WHAT IS EXPECTED:
Among the records that follow, find each line holding the word "builder" and copy it.

SUPPLIED INFORMATION:
--------
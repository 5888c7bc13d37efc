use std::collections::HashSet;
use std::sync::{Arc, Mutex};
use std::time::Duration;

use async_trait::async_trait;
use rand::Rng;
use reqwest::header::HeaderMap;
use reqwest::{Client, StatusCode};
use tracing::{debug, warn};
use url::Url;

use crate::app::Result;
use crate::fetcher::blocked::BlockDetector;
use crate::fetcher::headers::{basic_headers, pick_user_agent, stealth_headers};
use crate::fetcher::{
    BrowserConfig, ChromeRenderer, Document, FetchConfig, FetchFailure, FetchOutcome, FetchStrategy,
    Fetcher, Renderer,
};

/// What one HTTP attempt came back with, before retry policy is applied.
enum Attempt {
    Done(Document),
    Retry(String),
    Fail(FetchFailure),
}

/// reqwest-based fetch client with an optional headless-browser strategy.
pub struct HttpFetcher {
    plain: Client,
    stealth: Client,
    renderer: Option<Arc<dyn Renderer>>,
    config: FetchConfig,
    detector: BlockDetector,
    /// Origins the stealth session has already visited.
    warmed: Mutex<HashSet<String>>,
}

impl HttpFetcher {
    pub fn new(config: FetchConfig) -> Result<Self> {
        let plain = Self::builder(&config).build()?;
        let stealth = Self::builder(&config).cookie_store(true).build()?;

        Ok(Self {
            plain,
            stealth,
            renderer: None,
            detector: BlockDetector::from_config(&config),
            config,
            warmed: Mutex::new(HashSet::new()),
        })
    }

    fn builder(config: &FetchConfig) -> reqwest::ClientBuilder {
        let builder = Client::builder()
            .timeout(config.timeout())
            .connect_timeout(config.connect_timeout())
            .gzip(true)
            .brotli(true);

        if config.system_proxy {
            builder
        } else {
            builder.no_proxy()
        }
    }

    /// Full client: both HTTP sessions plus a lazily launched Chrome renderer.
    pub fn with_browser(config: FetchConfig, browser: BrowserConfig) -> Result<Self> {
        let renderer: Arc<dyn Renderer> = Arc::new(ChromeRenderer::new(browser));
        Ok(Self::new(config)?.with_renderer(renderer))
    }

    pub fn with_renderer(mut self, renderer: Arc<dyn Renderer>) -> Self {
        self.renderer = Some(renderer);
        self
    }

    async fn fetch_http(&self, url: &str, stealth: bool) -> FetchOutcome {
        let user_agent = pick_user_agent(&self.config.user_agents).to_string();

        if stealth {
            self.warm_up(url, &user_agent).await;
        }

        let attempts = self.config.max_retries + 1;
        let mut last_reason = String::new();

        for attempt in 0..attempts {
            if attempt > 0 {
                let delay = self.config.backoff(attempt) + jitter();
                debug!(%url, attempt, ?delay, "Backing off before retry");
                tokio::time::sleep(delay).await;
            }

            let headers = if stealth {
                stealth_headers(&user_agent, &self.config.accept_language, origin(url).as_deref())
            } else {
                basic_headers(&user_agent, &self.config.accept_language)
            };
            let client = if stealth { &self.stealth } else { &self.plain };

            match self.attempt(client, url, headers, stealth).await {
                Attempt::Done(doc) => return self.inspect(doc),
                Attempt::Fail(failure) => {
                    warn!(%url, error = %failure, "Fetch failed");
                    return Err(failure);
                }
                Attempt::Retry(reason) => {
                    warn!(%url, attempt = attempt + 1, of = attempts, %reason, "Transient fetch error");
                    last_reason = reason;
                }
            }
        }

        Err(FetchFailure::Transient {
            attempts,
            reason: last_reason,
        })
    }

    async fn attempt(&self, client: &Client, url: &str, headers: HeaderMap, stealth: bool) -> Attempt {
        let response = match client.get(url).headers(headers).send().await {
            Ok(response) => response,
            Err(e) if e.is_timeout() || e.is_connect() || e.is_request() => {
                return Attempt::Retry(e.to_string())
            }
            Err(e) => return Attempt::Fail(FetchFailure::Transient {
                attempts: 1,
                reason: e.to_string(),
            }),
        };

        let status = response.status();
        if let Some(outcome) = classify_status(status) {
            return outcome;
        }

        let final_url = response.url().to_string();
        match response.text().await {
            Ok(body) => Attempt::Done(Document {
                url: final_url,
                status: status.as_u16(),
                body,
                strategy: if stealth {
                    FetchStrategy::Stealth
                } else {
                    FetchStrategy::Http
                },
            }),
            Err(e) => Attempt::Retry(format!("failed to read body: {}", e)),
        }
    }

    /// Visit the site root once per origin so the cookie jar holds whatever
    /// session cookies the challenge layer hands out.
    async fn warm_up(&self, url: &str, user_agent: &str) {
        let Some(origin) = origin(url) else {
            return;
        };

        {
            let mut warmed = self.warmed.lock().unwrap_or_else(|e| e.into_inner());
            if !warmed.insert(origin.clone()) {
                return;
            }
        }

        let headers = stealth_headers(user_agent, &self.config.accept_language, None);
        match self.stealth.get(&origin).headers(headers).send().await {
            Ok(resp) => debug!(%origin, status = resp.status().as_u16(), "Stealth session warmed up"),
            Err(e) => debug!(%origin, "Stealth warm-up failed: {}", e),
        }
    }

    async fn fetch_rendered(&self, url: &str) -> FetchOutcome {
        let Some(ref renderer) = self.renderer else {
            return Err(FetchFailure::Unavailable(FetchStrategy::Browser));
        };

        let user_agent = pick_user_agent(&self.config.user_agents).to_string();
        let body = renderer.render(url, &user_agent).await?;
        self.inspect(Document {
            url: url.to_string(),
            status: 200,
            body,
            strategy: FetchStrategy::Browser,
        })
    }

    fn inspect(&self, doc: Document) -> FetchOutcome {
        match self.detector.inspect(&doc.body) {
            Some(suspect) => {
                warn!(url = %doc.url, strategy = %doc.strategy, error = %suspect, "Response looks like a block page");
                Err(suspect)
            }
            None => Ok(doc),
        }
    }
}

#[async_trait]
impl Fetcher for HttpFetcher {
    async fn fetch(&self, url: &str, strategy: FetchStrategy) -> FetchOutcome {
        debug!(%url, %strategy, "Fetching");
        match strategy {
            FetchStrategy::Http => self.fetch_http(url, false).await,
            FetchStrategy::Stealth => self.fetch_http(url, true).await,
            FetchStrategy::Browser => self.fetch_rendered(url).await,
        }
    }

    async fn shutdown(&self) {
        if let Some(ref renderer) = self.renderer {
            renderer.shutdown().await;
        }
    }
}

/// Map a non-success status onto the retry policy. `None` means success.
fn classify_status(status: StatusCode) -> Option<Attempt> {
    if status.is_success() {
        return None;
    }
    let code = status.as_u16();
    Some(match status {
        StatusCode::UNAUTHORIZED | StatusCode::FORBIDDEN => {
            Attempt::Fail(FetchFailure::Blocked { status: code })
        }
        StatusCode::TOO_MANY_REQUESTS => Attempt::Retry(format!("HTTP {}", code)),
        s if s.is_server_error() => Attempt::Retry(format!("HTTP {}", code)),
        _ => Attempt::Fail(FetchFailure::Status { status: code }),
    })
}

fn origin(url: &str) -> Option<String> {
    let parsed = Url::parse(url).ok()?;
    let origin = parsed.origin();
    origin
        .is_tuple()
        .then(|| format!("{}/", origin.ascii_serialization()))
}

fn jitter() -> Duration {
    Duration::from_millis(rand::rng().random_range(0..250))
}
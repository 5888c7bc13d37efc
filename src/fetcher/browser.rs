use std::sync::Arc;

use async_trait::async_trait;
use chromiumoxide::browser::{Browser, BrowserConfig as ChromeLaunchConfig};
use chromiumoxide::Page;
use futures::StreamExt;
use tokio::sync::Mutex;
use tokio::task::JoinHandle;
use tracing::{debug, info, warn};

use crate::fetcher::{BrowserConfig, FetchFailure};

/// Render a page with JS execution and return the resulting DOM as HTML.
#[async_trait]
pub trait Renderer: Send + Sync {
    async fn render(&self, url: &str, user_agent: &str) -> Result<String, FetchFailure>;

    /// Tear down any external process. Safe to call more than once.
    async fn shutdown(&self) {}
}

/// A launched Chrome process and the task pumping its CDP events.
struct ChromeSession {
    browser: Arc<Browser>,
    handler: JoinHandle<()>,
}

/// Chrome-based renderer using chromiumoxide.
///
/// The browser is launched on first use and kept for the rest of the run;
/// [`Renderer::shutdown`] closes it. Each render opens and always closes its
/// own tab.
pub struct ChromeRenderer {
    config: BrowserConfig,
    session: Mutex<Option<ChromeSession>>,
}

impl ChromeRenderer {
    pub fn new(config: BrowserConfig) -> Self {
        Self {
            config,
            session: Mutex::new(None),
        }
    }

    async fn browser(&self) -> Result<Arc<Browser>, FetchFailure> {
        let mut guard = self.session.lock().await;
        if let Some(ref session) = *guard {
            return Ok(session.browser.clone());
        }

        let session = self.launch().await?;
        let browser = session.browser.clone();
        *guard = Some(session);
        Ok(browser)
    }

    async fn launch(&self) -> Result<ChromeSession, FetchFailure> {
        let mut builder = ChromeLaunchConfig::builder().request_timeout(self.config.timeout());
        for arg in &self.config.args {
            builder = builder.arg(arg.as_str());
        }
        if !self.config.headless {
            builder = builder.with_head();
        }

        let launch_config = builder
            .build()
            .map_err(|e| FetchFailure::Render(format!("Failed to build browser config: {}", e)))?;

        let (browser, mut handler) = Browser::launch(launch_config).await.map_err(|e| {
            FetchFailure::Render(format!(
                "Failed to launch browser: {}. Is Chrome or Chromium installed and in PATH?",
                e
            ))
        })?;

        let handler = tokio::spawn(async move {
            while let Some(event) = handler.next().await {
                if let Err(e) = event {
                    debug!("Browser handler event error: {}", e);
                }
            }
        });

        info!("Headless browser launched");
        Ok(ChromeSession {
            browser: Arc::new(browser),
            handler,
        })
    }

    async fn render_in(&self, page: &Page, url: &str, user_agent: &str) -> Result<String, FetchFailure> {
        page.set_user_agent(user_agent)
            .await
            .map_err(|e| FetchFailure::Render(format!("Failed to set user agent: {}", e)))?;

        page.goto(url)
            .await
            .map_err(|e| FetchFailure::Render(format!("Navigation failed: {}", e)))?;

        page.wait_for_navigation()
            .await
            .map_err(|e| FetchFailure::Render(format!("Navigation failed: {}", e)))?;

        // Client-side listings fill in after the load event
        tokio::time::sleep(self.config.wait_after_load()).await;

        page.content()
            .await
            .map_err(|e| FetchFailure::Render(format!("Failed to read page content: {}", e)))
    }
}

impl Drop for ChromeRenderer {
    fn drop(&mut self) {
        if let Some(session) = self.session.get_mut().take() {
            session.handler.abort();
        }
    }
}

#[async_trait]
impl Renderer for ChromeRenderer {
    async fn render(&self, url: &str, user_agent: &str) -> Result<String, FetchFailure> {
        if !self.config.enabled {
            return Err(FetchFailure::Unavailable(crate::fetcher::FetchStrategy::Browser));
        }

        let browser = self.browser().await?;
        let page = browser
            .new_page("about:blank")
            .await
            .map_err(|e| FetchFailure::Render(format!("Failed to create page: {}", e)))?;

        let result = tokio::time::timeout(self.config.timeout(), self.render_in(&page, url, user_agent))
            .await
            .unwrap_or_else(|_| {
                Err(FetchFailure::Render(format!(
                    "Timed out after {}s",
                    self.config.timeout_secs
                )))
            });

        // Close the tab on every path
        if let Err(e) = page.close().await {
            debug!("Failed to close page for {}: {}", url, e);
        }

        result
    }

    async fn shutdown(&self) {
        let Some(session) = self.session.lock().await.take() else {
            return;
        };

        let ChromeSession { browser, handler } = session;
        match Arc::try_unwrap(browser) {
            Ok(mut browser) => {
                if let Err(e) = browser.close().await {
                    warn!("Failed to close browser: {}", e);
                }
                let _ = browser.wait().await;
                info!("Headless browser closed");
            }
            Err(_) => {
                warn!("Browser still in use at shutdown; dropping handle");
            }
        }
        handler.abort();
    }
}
--------
TASK SOLUTION:
        let plain = Self::builder(&config).build()?;
        let stealth = Self::builder(&config).cookie_store(true).build()?;
    fn builder(config: &FetchConfig) -> reqwest::ClientBuilder {
        let builder = Client::builder()
            builder
            builder.no_proxy()
        let mut builder = ChromeLaunchConfig::builder().request_timeout(self.config.timeout());
            builder = builder.arg(arg.as_str());
            builder = builder.with_head();
        let launch_config = builder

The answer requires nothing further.